### ABOUT THIS TASK
Read the data, and whenever a line holds the word "EncodedKey", report that line.
-- MATERIAL FOR THIS TASK follows --
//! Composite key encoding for the projection layout.
//!
//! Every access pattern maps to a `(partition key, sort key)` pair. The formats
//! below are read by external tools that inspect the store directly, so they must
//! stay byte-stable:
//!
//! | Pattern  | Partition key            | Sort key          | Index          |
//! |----------|--------------------------|-------------------|----------------|
//! | Category | `CATEGORY#<category>`    | `<date>#<id>`     | primary        |
//! | Paper    | `PAPER#<id>`             | `A`               | `PaperIdIndex` |
//! | Author   | `AUTHOR#<name>`          | `<date>#<id>`     | `AuthorIndex`  |
//! | Keyword  | `KEYWORD#<keyword>`      | `<date>#<id>`     | `KeywordIndex` |
//!
//! Dates are fixed-width ISO dates, so lexical order on sort keys equals
//! chronological order and a reverse scan yields newest first.

use chrono::{DateTime, NaiveDate, NaiveDateTime};

use crate::models::{ProjectionKind, SecondaryKey};

/// Sort key of the single canonical row of a paper.
pub const CANONICAL_SORT_KEY: &str = "A";

/// Suffix lexically greater than any id, closing an inclusive date range.
pub const HIGH_SENTINEL: &str = "zzzzzzz";

/// Secondary index serving the author pattern.
pub const AUTHOR_INDEX: &str = "AuthorIndex";

/// Secondary index serving id lookups.
pub const PAPER_ID_INDEX: &str = "PaperIdIndex";

/// Secondary index serving the keyword pattern.
pub const KEYWORD_INDEX: &str = "KeywordIndex";

/// Partition key for a category.
pub fn category_partition(category: &str) -> String {
    format!("{}{}", ProjectionKind::Category.prefix(), category)
}

/// Partition key for the canonical paper row.
pub fn paper_partition(arxiv_id: &str) -> String {
    format!("{}{}", ProjectionKind::Paper.prefix(), arxiv_id)
}

/// Partition key for an author.
pub fn author_partition(author: &str) -> String {
    format!("{}{}", ProjectionKind::Author.prefix(), author)
}

/// Partition key for a keyword. The keyword is lowercased.
pub fn keyword_partition(keyword: &str) -> String {
    format!("{}{}", ProjectionKind::Keyword.prefix(), keyword.to_lowercase())
}

/// Sort key ordering items of a partition by publication date.
pub fn dated_sort_key(date: &str, arxiv_id: &str) -> String {
    format!("{}#{}", date, arxiv_id)
}

/// Inclusive sort key bounds covering every item dated `start..=end`.
pub fn date_range_bounds(start: &str, end: &str) -> (String, String) {
    (format!("{}#", start), format!("{}#{}", end, HIGH_SENTINEL))
}

/// Name of the secondary index backing a projection kind, if any.
pub fn index_for(kind: ProjectionKind) -> Option<&'static str> {
    match kind {
        ProjectionKind::Category => None,
        ProjectionKind::Paper => Some(PAPER_ID_INDEX),
        ProjectionKind::Author => Some(AUTHOR_INDEX),
        ProjectionKind::Keyword => Some(KEYWORD_INDEX),
    }
}

/// A fully encoded storage key.
#[derive(Debug, Clone, PartialEq, Eq)]
pub struct EncodedKey {
    pub partition_key: String,
    pub sort_key: String,
    pub secondary: Option<SecondaryKey>,
}

/// Encode the storage key for one projection of a paper.
///
/// Index-backed patterns project into their secondary index under the same key
/// pair as the primary key.
///
/// # Arguments
/// * `kind` - The access pattern
/// * `pattern_key` - Category, author name or keyword; ignored for `Paper`
/// * `date` - Normalized publication date
/// * `arxiv_id` - Paper identifier
pub fn encode(kind: ProjectionKind, pattern_key: &str, date: &str, arxiv_id: &str) -> EncodedKey {
    let (partition_key, sort_key) = match kind {
        ProjectionKind::Paper => (paper_partition(arxiv_id), CANONICAL_SORT_KEY.to_string()),
        ProjectionKind::Category => (category_partition(pattern_key), dated_sort_key(date, arxiv_id)),
        ProjectionKind::Author => (author_partition(pattern_key), dated_sort_key(date, arxiv_id)),
        ProjectionKind::Keyword => (keyword_partition(pattern_key), dated_sort_key(date, arxiv_id)),
    };

    let secondary = index_for(kind).map(|index| SecondaryKey {
        index: index.to_string(),
        partition_key: partition_key.clone(),
        sort_key: sort_key.clone(),
    });

    EncodedKey {
        partition_key,
        sort_key,
        secondary,
    }
}

/// Result of normalizing a publication timestamp.
#[derive(Debug, Clone, PartialEq, Eq)]
pub enum NormalizedDate {
    /// The input was a date, or a timestamp that parsed cleanly
    Parsed(String),

    /// The input could not be parsed; holds its first ten characters
    Truncated(String),
}

impl NormalizedDate {
    pub fn as_str(&self) -> &str {
        match self {
            NormalizedDate::Parsed(date) | NormalizedDate::Truncated(date) => date,
        }
    }

    pub fn into_string(self) -> String {
        match self {
            NormalizedDate::Parsed(date) | NormalizedDate::Truncated(date) => date,
        }
    }

    pub fn is_truncated(&self) -> bool {
        matches!(self, NormalizedDate::Truncated(_))
    }
}

/// Normalize a publication timestamp to `YYYY-MM-DD`.
///
/// A ten-character date literal is accepted as-is. Anything else is parsed as an
/// ISO-8601 timestamp and truncated to its date in the timestamp's own offset.
/// Unparseable input falls back to its first ten characters, which may not sort
/// chronologically; callers decide whether to accept that.
pub fn normalize_date(raw: &str) -> NormalizedDate {
    let bytes = raw.as_bytes();
    if bytes.len() == 10 && bytes[4] == b'-' && bytes[7] == b'-' {
        return NormalizedDate::Parsed(raw.to_string());
    }

    match parse_timestamp_date(raw) {
        Some(date) => NormalizedDate::Parsed(date.format("%Y-%m-%d").to_string()),
        None => NormalizedDate::Truncated(raw.chars().take(10).collect()),
    }
}

fn parse_timestamp_date(raw: &str) -> Option<NaiveDate> {
    let trimmed = raw.trim();
    if trimmed.is_empty() {
        return None;
    }

    if let Ok(dt) = DateTime::parse_from_rfc3339(trimmed) {
        return Some(dt.date_naive());
    }

    let naive = trimmed.trim_end_matches('Z');
    for format in [
        "%Y-%m-%dT%H:%M:%S%.f",
        "%Y-%m-%d %H:%M:%S%.f",
        "%Y-%m-%dT%H:%M",
        "%Y-%m-%d %H:%M",
    ] {
        if let Ok(dt) = NaiveDateTime::parse_from_str(naive, format) {
            return Some(dt.date());
        }
    }

    NaiveDate::parse_from_str(naive, "%Y-%m-%d").ok()
}

/// Validate that a query boundary is a real `YYYY-MM-DD` date.
pub fn parse_query_date(value: &str) -> Option<NaiveDate> {
    if value.len() != 10 {
        return None;
    }
    NaiveDate::parse_from_str(value, "%Y-%m-%d").ok()
}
-- MATERIAL FOR THIS TASK concluded --
### SOLUTION BELOW
pub struct EncodedKey {
pub fn encode(kind: ProjectionKind, pattern_key: &str, date: &str, arxiv_id: &str) -> EncodedKey {
    EncodedKey {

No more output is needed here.